(Saved entries)
****************

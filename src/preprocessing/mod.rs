mod normalizer;

pub use normalizer::NormalizationParams;
pub use normalizer::NormalizedSet;
pub use normalizer::Normalizer;
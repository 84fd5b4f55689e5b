mod class_balancer;

pub use class_balancer::BalancingStrategy;
pub use class_balancer::balanced_indices;
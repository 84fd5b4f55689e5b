pub mod classifiers;
pub mod core;
pub mod evaluation;
pub mod preprocessing;
pub mod report;
pub mod sampling;

#[cfg(any(test, feature = "test-support"))]
pub mod testing;
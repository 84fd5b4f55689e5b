mod run_report;

pub use run_report::RunReport;
pub use run_report::SplitReport;
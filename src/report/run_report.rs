use crate::evaluation::{ReductionRatios, RunResult, SplitResult};
use chrono::{DateTime, Utc};
use serde::Serialize;
use std::fmt::{Display, Formatter};
use std::io::{self, Write};

/// Flat per-split section of a run report.
#[derive(Debug, Clone, Serialize)]
pub struct SplitReport {
    pub accuracy: f64,
    pub kappa: f64,
    pub mean_absolute_error: f64,
    pub unclassified: u64,
    pub split_size: usize,
    pub monotonicity_index: f64,
    pub prediction_seconds: f64,
}

impl SplitReport {
    fn from_split(split: &SplitResult) -> SplitReport {
        SplitReport {
            accuracy: split.statistics.accuracy,
            kappa: split.statistics.kappa,
            mean_absolute_error: split.statistics.mean_absolute_error,
            unclassified: split.statistics.unclassified,
            split_size: split.statistics.split_size,
            monotonicity_index: split.monotonicity_index,
            prediction_seconds: split.prediction_time.as_secs_f64(),
        }
    }
}

/// Structured record handed to the report sink after a run: every statistic
/// from the evaluation plus the classifier's own rule summary.
#[derive(Debug, Clone, Serialize)]
pub struct RunReport {
    pub relation_name: String,
    pub generated_at: DateTime<Utc>,
    pub model_seconds: f64,
    pub train: SplitReport,
    pub test: SplitReport,
    pub rule_count: usize,
    pub rules: String,
    #[serde(skip_serializing_if = "Option::is_none")]
    pub reduction: Option<ReductionRatios>,
}

impl RunReport {
    pub fn from_result(
        relation_name: &str,
        result: &RunResult,
        reduction: Option<ReductionRatios>,
    ) -> RunReport {
        RunReport {
            relation_name: relation_name.to_string(),
            generated_at: Utc::now(),
            model_seconds: result.model_time.as_secs_f64(),
            train: SplitReport::from_split(&result.train),
            test: SplitReport::from_split(&result.test),
            rule_count: result.model.rule_count,
            rules: result.model.text.clone(),
            reduction,
        }
    }

    pub fn to_json(&self) -> serde_json::Result<String> {
        serde_json::to_string_pretty(self)
    }

    /// Writes the flat textual rendition to any sink.
    pub fn write_to<W: Write>(&self, sink: &mut W) -> io::Result<()> {
        writeln!(sink, "{self}")
    }
}

impl Display for RunReport {
    fn fmt(&self, f: &mut Formatter<'_>) -> std::fmt::Result {
        writeln!(
            f,
            "relation={}, generated_at={}, model_t={:.3}s",
            self.relation_name,
            self.generated_at.to_rfc3339(),
            self.model_seconds
        )?;
        for (name, split) in [("train", &self.train), ("test", &self.test)] {
            writeln!(
                f,
                "{name}: acc={:.6}, kappa={:.6}, mae={:.6}, unclassified={}/{}, mono={:.6}, t={:.3}s",
                split.accuracy,
                split.kappa,
                split.mean_absolute_error,
                split.unclassified,
                split.split_size,
                split.monotonicity_index,
                split.prediction_seconds
            )?;
        }
        if let Some(reduction) = &self.reduction {
            writeln!(
                f,
                "reduction: instances={:.6}, features={:.6}, combined={:.6}",
                reduction.instances, reduction.features, reduction.combined
            )?;
        }
        write!(f, "rules({}): {}", self.rule_count, self.rules)
    }
}
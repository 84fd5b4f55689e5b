mod attribute;
mod nominal_attribute;
mod numeric_attribute;

pub use attribute::Attribute;
pub use attribute::AttributeRef;
pub use nominal_attribute::NominalAttribute;
pub use numeric_attribute::NumericAttribute;
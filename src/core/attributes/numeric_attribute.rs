use crate::core::attributes::Attribute;
use std::any::Any;

/// Numeric input or output attribute with declared `[min, max]` bounds.
///
/// `integer` distinguishes an ordinal integer attribute (valid as a class
/// attribute) from a real-valued one (not valid as a class attribute).
pub struct NumericAttribute {
    pub name: String,
    pub min: f64,
    pub max: f64,
    pub integer: bool,
}

impl NumericAttribute {
    pub fn real(name: String, min: f64, max: f64) -> NumericAttribute {
        NumericAttribute {
            name,
            min,
            max,
            integer: false,
        }
    }

    pub fn integer(name: String, min: f64, max: f64) -> NumericAttribute {
        NumericAttribute {
            name,
            min,
            max,
            integer: true,
        }
    }

    /// Declared range, `max - min`. Zero when the bounds collapse.
    pub fn range(&self) -> f64 {
        self.max - self.min
    }
}

impl Attribute for NumericAttribute {
    fn name(&self) -> String {
        self.name.clone()
    }

    fn as_any(&self) -> &dyn Any {
        self
    }
}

****************

To do »
Give the entries again in full, exactly as they are written.

Exercise output »
filename src/preprocessing/mod.rs
mod normalizer;

pub use normalizer::NormalizationParams;
pub use normalizer::NormalizedSet;
pub use normalizer::Normalizer;
repository 84fd5b4f55689e5b
mod class_balancer;

pub use class_balancer::BalancingStrategy;
pub use class_balancer::balanced_indices;
repository 84fd5b4f55689e5b
pub mod classifiers;
pub mod core;
pub mod evaluation;
pub mod preprocessing;
pub mod report;
pub mod sampling;

#[cfg(any(test, feature = "test-support"))]
pub mod testing;
repository 84fd5b4f55689e5b
mod run_report;

pub use run_report::RunReport;
pub use run_report::SplitReport;
filename src/report/run_report.rs
use crate::evaluation::{ReductionRatios, RunResult, SplitResult};
use chrono::{DateTime, Utc};
use serde::Serialize;
use std::fmt::{Display, Formatter};
use std::io::{self, Write};

/// Flat per-split section of a run report.
#[derive(Debug, Clone, Serialize)]
pub struct SplitReport {
    pub accuracy: f64,
    pub kappa: f64,
    pub mean_absolute_error: f64,
    pub unclassified: u64,
    pub split_size: usize,
    pub monotonicity_index: f64,
    pub prediction_seconds: f64,
}

impl SplitReport {
    fn from_split(split: &SplitResult) -> SplitReport {
        SplitReport {
            accuracy: split.statistics.accuracy,
            kappa: split.statistics.kappa,
            mean_absolute_error: split.statistics.mean_absolute_error,
            unclassified: split.statistics.unclassified,
            split_size: split.statistics.split_size,
            monotonicity_index: split.monotonicity_index,
            prediction_seconds: split.prediction_time.as_secs_f64(),
        }
    }
}

/// Structured record handed to the report sink after a run: every statistic
/// from the evaluation plus the classifier's own rule summary.
#[derive(Debug, Clone, Serialize)]
pub struct RunReport {
    pub relation_name: String,
    pub generated_at: DateTime<Utc>,
    pub model_seconds: f64,
    pub train: SplitReport,
    pub test: SplitReport,
    pub rule_count: usize,
    pub rules: String,
    #[serde(skip_serializing_if = "Option::is_none")]
    pub reduction: Option<ReductionRatios>,
}

impl RunReport {
    pub fn from_result(
        relation_name: &str,
        result: &RunResult,
        reduction: Option<ReductionRatios>,
    ) -> RunReport {
        RunReport {
            relation_name: relation_name.to_string(),
            generated_at: Utc::now(),
            model_seconds: result.model_time.as_secs_f64(),
            train: SplitReport::from_split(&result.train),
            test: SplitReport::from_split(&result.test),
            rule_count: result.model.rule_count,
            rules: result.model.text.clone(),
            reduction,
        }
    }

    pub fn to_json(&self) -> serde_json::Result<String> {
        serde_json::to_string_pretty(self)
    }

    /// Writes the flat textual rendition to any sink.
    pub fn write_to<W: Write>(&self, sink: &mut W) -> io::Result<()> {
        writeln!(sink, "{self}")
    }
}

impl Display for RunReport {
    fn fmt(&self, f: &mut Formatter<'_>) -> std::fmt::Result {
        writeln!(
            f,
            "relation={}, generated_at={}, model_t={:.3}s",
            self.relation_name,
            self.generated_at.to_rfc3339(),
            self.model_seconds
        )?;
        for (name, split) in [("train", &self.train), ("test", &self.test)] {
            writeln!(
                f,
                "{name}: acc={:.6}, kappa={:.6}, mae={:.6}, unclassified={}/{}, mono={:.6}, t={:.3}s",
                split.accuracy,
                split.kappa,
                split.mean_absolute_error,
                split.unclassified,
                split.split_size,
                split.monotonicity_index,
                split.prediction_seconds
            )?;
        }
        if let Some(reduction) = &self.reduction {
            writeln!(
                f,
                "reduction: instances={:.6}, features={:.6}, combined={:.6}",
                reduction.instances, reduction.features, reduction.combined
            )?;
        }
        write!(f, "rules({}): {}", self.rule_count, self.rules)
    }
}
repository 84fd5b4f55689e5b
mod attribute;
mod nominal_attribute;
mod numeric_attribute;

pub use attribute::Attribute;
pub use attribute::AttributeRef;
pub use nominal_attribute::NominalAttribute;
pub use numeric_attribute::NumericAttribute;
filename src/core/attributes/numeric_attribute.rs
use crate::core::attributes::Attribute;
use std::any::Any;

/// Numeric input or output attribute with declared `[min, max]` bounds.
///
/// `integer` distinguishes an ordinal integer attribute (valid as a class
/// attribute) from a real-valued one (not valid as a class attribute).
pub struct NumericAttribute {
    pub name: String,
    pub min: f64,
    pub max: f64,
    pub integer: bool,
}

impl NumericAttribute {
    pub fn real(name: String, min: f64, max: f64) -> NumericAttribute {
        NumericAttribute {
            name,
            min,
            max,
            integer: false,
        }
    }

    pub fn integer(name: String, min: f64, max: f64) -> NumericAttribute {
        NumericAttribute {
            name,
            min,
            max,
            integer: true,
        }
    }

    /// Declared range, `max - min`. Zero when the bounds collapse.
    pub fn range(&self) -> f64 {
        self.max - self.min
    }
}

impl Attribute for NumericAttribute {
    fn name(&self) -> String {
        self.name.clone()
    }

    fn as_any(&self) -> &dyn Any {
        self
    }
}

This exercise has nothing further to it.